Połączone izby odpowiedzą na następujące pytanie prawne: „Czy w sytuacji, gdy wskutek czynu niedozwolonego doszło do ciężkiego uszkodzenia ciała lub rozstroju zdrowia, którego konsekwencją jest niemożność nawiązania lub kontynuowania typowej więzi rodzinnej, osobom bliskim poszkodowanego przysługuje zadośćuczynienie pieniężne?”.

W sprawie będącej przedmiotem pytania prawnego chodzi o przypadki obejmujące tzw. stany terminalne czy wegetatywne, czyli takie, w których poszkodowany żyje, ale nie ma z nim żadnego kontaktu lub jest on mocno ograniczony, a leczenie nie rokuje znaczącej poprawy. Bliscy zajmują się taką osobą, gdyż często jest ona całkowicie niezdolna do samodzielnej egzystencji. Taka sytuacja ma też wpływ na życie członków rodziny, szczególnie dzieci. Eksperci powoływani w procesach sądowych wykazują, że pozostawanie rodzica w stanie wegetatywnym wpływa na rozwój psychiczny dzieci i prowadzi do trudności adaptacyjnych, emocjonalnych i uczuciowych. Zdaniem Rzecznika Finansowego takie sytuacje stanowią bezspornie przykład naruszenia dóbr osobistych osób bliskich w postaci więzi rodzinnej i emocjonalnej, co w opinii RzF zasługuje na zadośćuczynienie pieniężne.

Rozbieżności w orzecznictwie SN

27 marca 2018 r. Izba Cywilna SN podjęła uchwałę z wniosku Rzecznika Finansowego (III CZP 36/17) oraz w dwóch innych sprawach dotyczących tego samego problemu (III CZP 69/17 i III CZP 60/17). Konstatacja wszystkich trzech uchwał była jasna: sąd może przyznać zadośćuczynienie za krzywdę osobom najbliższym poszkodowanego, który na skutek czynu niedozwolonego doznał ciężkiego i trwałego uszczerbku na zdrowiu. Półtora roku później okazało się jednak, że w orzecznictwie Sądu Najwyższego powstały rozbieżności w wykładni art. 446 § 4 k.c. oraz art. 448 k.c. dotyczącej tej kwestii. Ujawniły się one w uchwale Izby Kontroli Nadzwyczajnej i Spraw Publicznych SN z 22 października 2019 r. (sygn. akt I NSNZP 2/19). Zajęła ona zupełnie przeciwstawne stanowisko do przedstawionego wcześniej przez IC SN.
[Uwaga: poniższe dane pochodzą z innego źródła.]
// src/culling.rs
//! Visibility culling pipeline for instanced scenes.
//!
//! This module implements:
//! * **Distance culling** – reject instances past a configurable range.
//! * **Frustum culling** – sphere-vs-plane rejection against the current [`Frustum`].
//! * **Small-object culling** – reject instances below a screen-size threshold.
//! * **Per-stage statistics** and a stable, input-ordered visible list.
//!
//! Stages run in a fixed order (distance, frustum, small-object) and an
//! instance stops at its first rejection. The stage sequence is a data table
//! of `(enabled, reason, test)` entries, so a new stage slots in without
//! touching the per-instance loop.

use std::collections::HashMap;
use std::fmt;

use glam::Vec3;
use serde::{Deserialize, Serialize};

use crate::bounds::{InstanceBounds, InstanceId};
use crate::error::Result;
use crate::frustum::Frustum;
use crate::snapshot::GnInput;

// ---------------------------------------------------------------------------
// Configuration
// ---------------------------------------------------------------------------

/// Enable switches and thresholds for each culling stage.
///
/// Immutable per pass; swap a new one in between passes via
/// [`CullingManager::set_config`].
#[derive(Clone, Debug, PartialEq, Serialize, Deserialize)]
#[serde(default)]
pub struct CullingConfig {
    /// Test bounding spheres against the current frustum.
    pub enable_frustum_culling: bool,
    /// Reject instances farther than [`max_distance`](Self::max_distance).
    pub enable_distance_culling: bool,
    /// Reject instances smaller on screen than
    /// [`min_screen_size`](Self::min_screen_size).
    pub enable_small_object_culling: bool,
    /// Accepted and carried through snapshots, but a no-op: backface
    /// rejection needs per-face normals the bounding proxies do not carry.
    pub enable_backface_culling: bool,
    /// Distance-culling threshold in scene units. Instances at exactly this
    /// distance survive; only `distance > max_distance` rejects.
    pub max_distance: f32,
    /// Small-object threshold as a viewport fraction. Instances at exactly
    /// this size survive; only `screen_size < min_screen_size` rejects.
    pub min_screen_size: f32,
    /// Reserved for a future screen-coverage stage; unused by the pipeline.
    pub small_object_threshold: f32,
}

impl Default for CullingConfig {
    fn default() -> Self {
        Self {
            enable_frustum_culling: true,
            enable_distance_culling: true,
            enable_small_object_culling: true,
            enable_backface_culling: false,
            max_distance: 1000.0,
            min_screen_size: 0.01,
            small_object_threshold: 0.01,
        }
    }
}

// ---------------------------------------------------------------------------
// Result types
// ---------------------------------------------------------------------------

/// The stage that rejected an instance. Serializes to the wire strings
/// `"distance"`, `"frustum"`, `"small_object"`.
#[derive(Clone, Copy, Debug, PartialEq, Eq, Hash, Serialize, Deserialize)]
#[serde(rename_all = "snake_case")]
pub enum CullReason {
    Distance,
    Frustum,
    SmallObject,
}

impl CullReason {
    /// The wire string for this reason.
    pub const fn as_str(self) -> &'static str {
        match self {
            CullReason::Distance => "distance",
            CullReason::Frustum => "frustum",
            CullReason::SmallObject => "small_object",
        }
    }
}

impl fmt::Display for CullReason {
    fn fmt(&self, f: &mut fmt::Formatter<'_>) -> fmt::Result {
        f.write_str(self.as_str())
    }
}

/// Aggregate counters for one batch.
#[derive(Clone, Copy, Debug, Default, PartialEq, Eq, Serialize, Deserialize)]
pub struct CullingStats {
    /// Number of instances submitted.
    pub total: usize,
    /// Instances rejected by the frustum stage.
    pub frustum_culled: usize,
    /// Instances rejected by the distance stage.
    pub distance_culled: usize,
    /// Instances rejected by the small-object stage.
    pub small_object_culled: usize,
}

impl CullingStats {
    /// Total rejected count across all stages.
    pub fn culled(&self) -> usize {
        self.frustum_culled + self.distance_culled + self.small_object_culled
    }

    fn record(&mut self, reason: CullReason) {
        match reason {
            CullReason::Distance => self.distance_culled += 1,
            CullReason::Frustum => self.frustum_culled += 1,
            CullReason::SmallObject => self.small_object_culled += 1,
        }
    }
}

/// Outcome of one batch: visible ids in input order, rejected ids with the
/// first stage that rejected them, and aggregate counters.
///
/// Invariant: `visible.len() + culled.len() == stats.total`, and every
/// culled id maps to exactly one reason.
#[derive(Clone, Debug, Default, Serialize)]
pub struct CullingResult {
    /// Ids that passed every enabled stage, in input iteration order.
    pub visible: Vec<InstanceId>,
    /// Rejected ids mapped to the first stage that rejected them.
    pub culled: HashMap<InstanceId, CullReason>,
    /// Per-stage counters.
    pub stats: CullingStats,
}

// ---------------------------------------------------------------------------
// Stage table
// ---------------------------------------------------------------------------

/// One pipeline entry: `test` returns `true` when the instance is rejected.
struct CullStage<'a> {
    enabled: bool,
    reason: CullReason,
    test: Box<dyn Fn(&InstanceBounds) -> bool + Sync + 'a>,
}

// ---------------------------------------------------------------------------
// Manager
// ---------------------------------------------------------------------------

/// Orchestrates the culling pipeline.
///
/// Holds the current [`CullingConfig`], an optional [`Frustum`] and the
/// camera position. State is explicit and owned by the manager; there is no
/// global or static mutable state. Mutation is not thread-safe: during a batch the
/// state must be treated as read-only (which [`cull_instances`](Self::cull_instances)
/// guarantees by taking `&self`).
#[derive(Clone, Debug)]
pub struct CullingManager {
    pub(crate) config: CullingConfig,
    pub(crate) frustum: Option<Frustum>,
    pub(crate) camera_position: Vec3,
}

impl CullingManager {
    /// Creates a manager with no frustum and the camera at the origin.
    ///
    /// With frustum culling enabled but no frustum set, the frustum stage
    /// no-ops, so the manager can be built incrementally.
    pub fn new(config: CullingConfig) -> Self {
        Self {
            config,
            frustum: None,
            camera_position: Vec3::ZERO,
        }
    }

    /// Current configuration.
    pub fn config(&self) -> &CullingConfig {
        &self.config
    }

    /// Swaps in a new configuration for subsequent passes.
    pub fn set_config(&mut self, config: CullingConfig) {
        self.config = config;
    }

    /// Current frustum, if one has been set.
    pub fn frustum(&self) -> Option<&Frustum> {
        self.frustum.as_ref()
    }

    /// Replaces the current frustum.
    pub fn set_frustum(&mut self, frustum: Frustum) {
        self.frustum = Some(frustum);
    }

    /// Drops the current frustum; the frustum stage no-ops until a new one
    /// is set.
    pub fn clear_frustum(&mut self) {
        self.frustum = None;
    }

    /// Current camera position.
    pub fn camera_position(&self) -> Vec3 {
        self.camera_position
    }

    /// Moves the camera without rebuilding the frustum.
    pub fn set_camera_position(&mut self, position: Vec3) {
        self.camera_position = position;
    }

    /// Rebuilds the frustum from camera parameters and updates the camera
    /// position in one step. See [`Frustum::from_camera`] for preconditions.
    #[allow(clippy::too_many_arguments)]
    pub fn set_frustum_from_camera(
        &mut self,
        position: Vec3,
        forward: Vec3,
        up: Vec3,
        right: Vec3,
        fov_y_degrees: f32,
        aspect: f32,
        near: f32,
        far: f32,
    ) -> Result<()> {
        let frustum = Frustum::from_camera(
            position,
            forward,
            up,
            right,
            fov_y_degrees,
            aspect,
            near,
            far,
        )?;
        self.frustum = Some(frustum);
        self.camera_position = position;
        Ok(())
    }

    /// The fixed stage sequence: distance, then frustum, then small-object.
    fn stages(&self) -> [CullStage<'_>; 3] {
        let camera = self.camera_position;
        let max_distance = self.config.max_distance;
        let min_screen_size = self.config.min_screen_size;
        let frustum = self.frustum.as_ref();

        [
            CullStage {
                enabled: self.config.enable_distance_culling,
                reason: CullReason::Distance,
                test: Box::new(move |inst| camera.distance(inst.position) > max_distance),
            },
            CullStage {
                // Config enables the stage, but absent data makes it a no-op.
                enabled: self.config.enable_frustum_culling && frustum.is_some(),
                reason: CullReason::Frustum,
                test: Box::new(move |inst| {
                    frustum.is_some_and(|f| !f.contains_sphere(inst.position, inst.radius))
                }),
            },
            CullStage {
                enabled: self.config.enable_small_object_culling,
                reason: CullReason::SmallObject,
                test: Box::new(move |inst| inst.screen_size < min_screen_size),
            },
        ]
    }

    fn first_rejection(stages: &[CullStage<'_>], instance: &InstanceBounds) -> Option<CullReason> {
        stages
            .iter()
            .find(|stage| stage.enabled && (stage.test)(instance))
            .map(|stage| stage.reason)
    }

    /// Runs the pipeline over a batch.
    ///
    /// Every instance is validated up front; one malformed record fails the
    /// whole call rather than producing a wrong-but-plausible result. The
    /// returned `visible` list preserves input order.
    pub fn cull_instances(&self, instances: &[InstanceBounds]) -> Result<CullingResult> {
        for instance in instances {
            instance.validate()?;
        }

        let stages = self.stages();
        let mut result = CullingResult {
            visible: Vec::with_capacity(instances.len()),
            culled: HashMap::new(),
            stats: CullingStats {
                total: instances.len(),
                ..CullingStats::default()
            },
        };

        for instance in instances {
            match Self::first_rejection(&stages, instance) {
                Some(reason) => {
                    result.culled.insert(instance.id, reason);
                    result.stats.record(reason);
                }
                None => result.visible.push(instance.id),
            }
        }

        log::debug!(
            "culled batch: {} visible, {} rejected of {}",
            result.visible.len(),
            result.culled.len(),
            result.stats.total
        );
        Ok(result)
    }

    /// Data-parallel variant of [`cull_instances`](Self::cull_instances).
    ///
    /// Manager state is read-only for the duration of the batch; per-shard
    /// decisions are recombined in input order and counters are merged after
    /// the parallel section, so the result is identical to the serial path.
    #[cfg(feature = "parallel")]
    pub fn cull_instances_par(&self, instances: &[InstanceBounds]) -> Result<CullingResult> {
        use rayon::prelude::*;

        for instance in instances {
            instance.validate()?;
        }

        let stages = self.stages();
        let decisions: Vec<Option<CullReason>> = instances
            .par_iter()
            .map(|instance| Self::first_rejection(&stages, instance))
            .collect();

        let mut result = CullingResult {
            visible: Vec::with_capacity(instances.len()),
            culled: HashMap::new(),
            stats: CullingStats {
                total: instances.len(),
                ..CullingStats::default()
            },
        };
        for (instance, decision) in instances.iter().zip(decisions) {
            match decision {
                Some(reason) => {
                    result.culled.insert(instance.id, reason);
                    result.stats.record(reason);
                }
                None => result.visible.push(instance.id),
            }
        }
        Ok(result)
    }

    /// Estimates the viewport fraction an instance's bounding sphere
    /// subtends, in the same units as
    /// [`min_screen_size`](CullingConfig::min_screen_size).
    ///
    /// An instance at the camera position returns `1.0` (fills the screen).
    /// The estimate grows with radius and shrinks with distance. The pixel
    /// height cancels in the fraction; it is kept so callers thinking in
    /// pixels can compute `fraction * screen_height_px` without re-deriving
    /// the angular math.
    pub fn estimate_screen_size(
        &self,
        instance: &InstanceBounds,
        fov_y_degrees: f32,
        screen_height_px: f32,
    ) -> f32 {
        let distance = self.camera_position.distance(instance.position);
        if distance == 0.0 {
            return 1.0;
        }
        let angular_deg = (2.0 * (instance.radius / distance).atan()).to_degrees();
        let size_px = angular_deg / fov_y_degrees * screen_height_px;
        size_px / screen_height_px
    }

    /// Captures a versioned snapshot of manager state for hand-off to an
    /// external consumer. See [`GnInput`].
    pub fn to_gn_input(&self) -> GnInput {
        GnInput::capture(self)
    }

    /// Reconstructs a manager from a snapshot. Inverse of
    /// [`to_gn_input`](Self::to_gn_input) up to float formatting.
    pub fn from_gn_input(input: &GnInput) -> Self {
        input.restore()
    }
}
– Stanowisko Izby Kontroli Nadzwyczajnej i Spraw Publicznych było zaskakujące, bo problem wydawał się już bezdyskusyjnie rozstrzygnięty. Dlatego 13 grudnia 2019 r. złożyłem wniosek o uchwałę SN mającą na celu rozstrzygnięcie rozbieżności. Zaproponowałem też rozważenie skierowania sprawy do rozpatrzenia przez pełen skład SN, skład połączonych Izb lub skład całej izby – przypomniał dr hab. Mariusz Jerzy Golecki, Rzecznik Finansowy. Poinformował również, że z sygnałów do niego docierających wynika, że stanowisko Izby Kontroli Nadzwyczajnej i Spraw Publicznych spowodowało wstrzymanie się ubezpieczycieli z przyznawaniem zadośćuczynień. Również tych, którzy kierując się wytycznymi Izby Cywilnej, wcześniej realizowali wypłaty. Niektóre sądy również zawiesiły postępowania do czasu rozstrzygnięcia rozbieżności.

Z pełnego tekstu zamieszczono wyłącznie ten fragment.